▸ Work required
Copy out the lines of the records below, and only those lines, from the one with "let report = apply_snapshot_to_midi(&mut" through the one with "export_to_midi(&midi, output)", exactly as they appear.

Data excerpts:
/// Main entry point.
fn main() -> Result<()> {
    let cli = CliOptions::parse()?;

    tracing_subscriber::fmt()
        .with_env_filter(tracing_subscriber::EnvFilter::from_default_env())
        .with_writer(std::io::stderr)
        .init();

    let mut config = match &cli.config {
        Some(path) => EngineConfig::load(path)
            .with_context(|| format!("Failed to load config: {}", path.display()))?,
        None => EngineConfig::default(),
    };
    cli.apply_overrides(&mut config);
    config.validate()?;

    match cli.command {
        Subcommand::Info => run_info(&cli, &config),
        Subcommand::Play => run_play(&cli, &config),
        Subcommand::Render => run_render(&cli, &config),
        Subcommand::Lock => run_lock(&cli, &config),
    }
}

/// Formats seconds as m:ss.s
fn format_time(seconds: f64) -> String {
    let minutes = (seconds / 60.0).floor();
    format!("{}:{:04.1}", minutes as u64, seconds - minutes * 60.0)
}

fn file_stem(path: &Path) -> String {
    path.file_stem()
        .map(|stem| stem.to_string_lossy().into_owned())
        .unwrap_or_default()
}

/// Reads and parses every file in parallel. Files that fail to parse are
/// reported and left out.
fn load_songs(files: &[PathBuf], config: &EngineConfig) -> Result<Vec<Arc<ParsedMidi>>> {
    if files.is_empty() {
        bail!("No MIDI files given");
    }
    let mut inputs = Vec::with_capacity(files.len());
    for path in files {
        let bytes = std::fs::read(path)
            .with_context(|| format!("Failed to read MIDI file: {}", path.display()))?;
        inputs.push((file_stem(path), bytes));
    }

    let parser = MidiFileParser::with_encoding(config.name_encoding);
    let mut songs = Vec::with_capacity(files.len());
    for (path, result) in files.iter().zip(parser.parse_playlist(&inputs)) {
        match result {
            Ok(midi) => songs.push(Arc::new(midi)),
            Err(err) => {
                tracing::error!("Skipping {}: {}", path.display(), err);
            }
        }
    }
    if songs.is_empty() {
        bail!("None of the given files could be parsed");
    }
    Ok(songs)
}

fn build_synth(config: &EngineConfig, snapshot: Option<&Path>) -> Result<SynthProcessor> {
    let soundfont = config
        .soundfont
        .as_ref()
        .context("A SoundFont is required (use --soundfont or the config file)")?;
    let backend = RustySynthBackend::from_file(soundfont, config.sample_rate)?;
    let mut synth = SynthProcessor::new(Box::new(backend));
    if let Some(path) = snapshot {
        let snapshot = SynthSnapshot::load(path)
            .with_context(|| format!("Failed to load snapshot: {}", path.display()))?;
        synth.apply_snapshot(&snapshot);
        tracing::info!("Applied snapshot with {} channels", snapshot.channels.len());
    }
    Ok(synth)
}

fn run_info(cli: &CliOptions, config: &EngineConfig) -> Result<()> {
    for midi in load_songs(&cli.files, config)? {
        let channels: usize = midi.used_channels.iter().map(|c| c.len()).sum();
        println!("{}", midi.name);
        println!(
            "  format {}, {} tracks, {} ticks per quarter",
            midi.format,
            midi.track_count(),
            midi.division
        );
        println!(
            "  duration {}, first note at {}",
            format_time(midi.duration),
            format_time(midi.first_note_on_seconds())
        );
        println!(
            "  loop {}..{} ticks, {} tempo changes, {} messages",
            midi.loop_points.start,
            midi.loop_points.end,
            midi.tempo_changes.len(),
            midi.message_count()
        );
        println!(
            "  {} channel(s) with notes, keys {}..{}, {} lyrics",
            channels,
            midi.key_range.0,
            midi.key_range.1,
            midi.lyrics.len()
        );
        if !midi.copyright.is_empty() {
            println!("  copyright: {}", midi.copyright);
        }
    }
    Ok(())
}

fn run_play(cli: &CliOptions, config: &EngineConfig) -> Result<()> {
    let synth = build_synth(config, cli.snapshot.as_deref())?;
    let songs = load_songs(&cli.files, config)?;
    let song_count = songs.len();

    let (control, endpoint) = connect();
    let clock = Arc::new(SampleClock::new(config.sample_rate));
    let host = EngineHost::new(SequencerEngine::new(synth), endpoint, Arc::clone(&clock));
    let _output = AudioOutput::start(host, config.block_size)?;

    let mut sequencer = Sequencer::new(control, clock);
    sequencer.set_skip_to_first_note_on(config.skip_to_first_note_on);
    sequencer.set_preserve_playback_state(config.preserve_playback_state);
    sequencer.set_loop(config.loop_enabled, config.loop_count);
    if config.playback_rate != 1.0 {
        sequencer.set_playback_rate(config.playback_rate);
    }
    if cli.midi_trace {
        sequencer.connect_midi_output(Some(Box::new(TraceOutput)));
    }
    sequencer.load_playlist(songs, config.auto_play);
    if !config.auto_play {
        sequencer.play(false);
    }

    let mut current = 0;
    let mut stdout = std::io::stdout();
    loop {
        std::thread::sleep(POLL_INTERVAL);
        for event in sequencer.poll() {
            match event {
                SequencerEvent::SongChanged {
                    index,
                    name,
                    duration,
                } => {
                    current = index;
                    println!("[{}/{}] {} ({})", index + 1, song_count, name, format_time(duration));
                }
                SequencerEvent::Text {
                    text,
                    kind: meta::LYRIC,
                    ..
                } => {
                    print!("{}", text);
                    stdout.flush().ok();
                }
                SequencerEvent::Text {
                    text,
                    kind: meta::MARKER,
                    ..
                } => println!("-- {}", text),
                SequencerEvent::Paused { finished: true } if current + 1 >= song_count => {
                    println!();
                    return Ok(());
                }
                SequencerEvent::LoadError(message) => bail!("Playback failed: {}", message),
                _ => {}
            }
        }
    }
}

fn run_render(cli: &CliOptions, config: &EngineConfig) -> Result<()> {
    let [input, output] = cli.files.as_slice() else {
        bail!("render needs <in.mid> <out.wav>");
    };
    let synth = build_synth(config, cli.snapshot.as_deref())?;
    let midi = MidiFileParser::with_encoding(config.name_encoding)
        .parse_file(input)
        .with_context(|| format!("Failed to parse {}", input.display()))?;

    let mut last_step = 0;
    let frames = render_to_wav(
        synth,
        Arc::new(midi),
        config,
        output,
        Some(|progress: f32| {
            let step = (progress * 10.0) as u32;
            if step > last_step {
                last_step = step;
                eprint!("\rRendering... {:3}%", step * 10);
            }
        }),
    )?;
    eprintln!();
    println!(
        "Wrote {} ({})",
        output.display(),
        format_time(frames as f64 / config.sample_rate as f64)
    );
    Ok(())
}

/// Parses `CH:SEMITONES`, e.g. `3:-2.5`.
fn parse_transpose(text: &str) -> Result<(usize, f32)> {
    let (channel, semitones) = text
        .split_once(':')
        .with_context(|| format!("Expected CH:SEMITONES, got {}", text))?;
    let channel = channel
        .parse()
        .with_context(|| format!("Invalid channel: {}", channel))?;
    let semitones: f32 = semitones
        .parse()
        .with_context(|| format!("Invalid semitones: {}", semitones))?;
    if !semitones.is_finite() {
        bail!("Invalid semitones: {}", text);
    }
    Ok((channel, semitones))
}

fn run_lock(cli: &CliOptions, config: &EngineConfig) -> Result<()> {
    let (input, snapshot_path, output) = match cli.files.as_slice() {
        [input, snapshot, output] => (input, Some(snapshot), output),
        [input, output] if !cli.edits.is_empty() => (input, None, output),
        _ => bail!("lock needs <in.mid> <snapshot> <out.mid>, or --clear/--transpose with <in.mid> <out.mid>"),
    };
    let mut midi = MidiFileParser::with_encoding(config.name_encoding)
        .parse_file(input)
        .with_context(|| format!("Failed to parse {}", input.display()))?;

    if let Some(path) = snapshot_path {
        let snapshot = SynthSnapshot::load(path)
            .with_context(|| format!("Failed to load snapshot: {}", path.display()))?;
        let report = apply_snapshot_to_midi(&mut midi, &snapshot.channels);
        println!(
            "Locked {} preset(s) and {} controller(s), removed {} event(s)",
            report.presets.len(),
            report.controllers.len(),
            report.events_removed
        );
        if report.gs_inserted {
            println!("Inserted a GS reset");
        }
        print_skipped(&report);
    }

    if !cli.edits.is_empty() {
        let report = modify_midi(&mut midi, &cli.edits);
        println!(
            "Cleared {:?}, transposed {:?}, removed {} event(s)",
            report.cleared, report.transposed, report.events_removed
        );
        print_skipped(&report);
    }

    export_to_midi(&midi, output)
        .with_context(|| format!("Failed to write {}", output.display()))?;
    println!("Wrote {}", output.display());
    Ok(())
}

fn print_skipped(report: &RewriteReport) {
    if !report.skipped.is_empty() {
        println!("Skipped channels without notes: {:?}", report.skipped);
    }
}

▸ Your response
        let report = apply_snapshot_to_midi(&mut midi, &snapshot.channels);
        println!(
            "Locked {} preset(s) and {} controller(s), removed {} event(s)",
            report.presets.len(),
            report.controllers.len(),
            report.events_removed
        );
        if report.gs_inserted {
            println!("Inserted a GS reset");
        }
        print_skipped(&report);
    }

    if !cli.edits.is_empty() {
        let report = modify_midi(&mut midi, &cli.edits);
        println!(
            "Cleared {:?}, transposed {:?}, removed {} event(s)",
            report.cleared, report.transposed, report.events_removed
        );
        print_skipped(&report);
    }

    export_to_midi(&midi, output)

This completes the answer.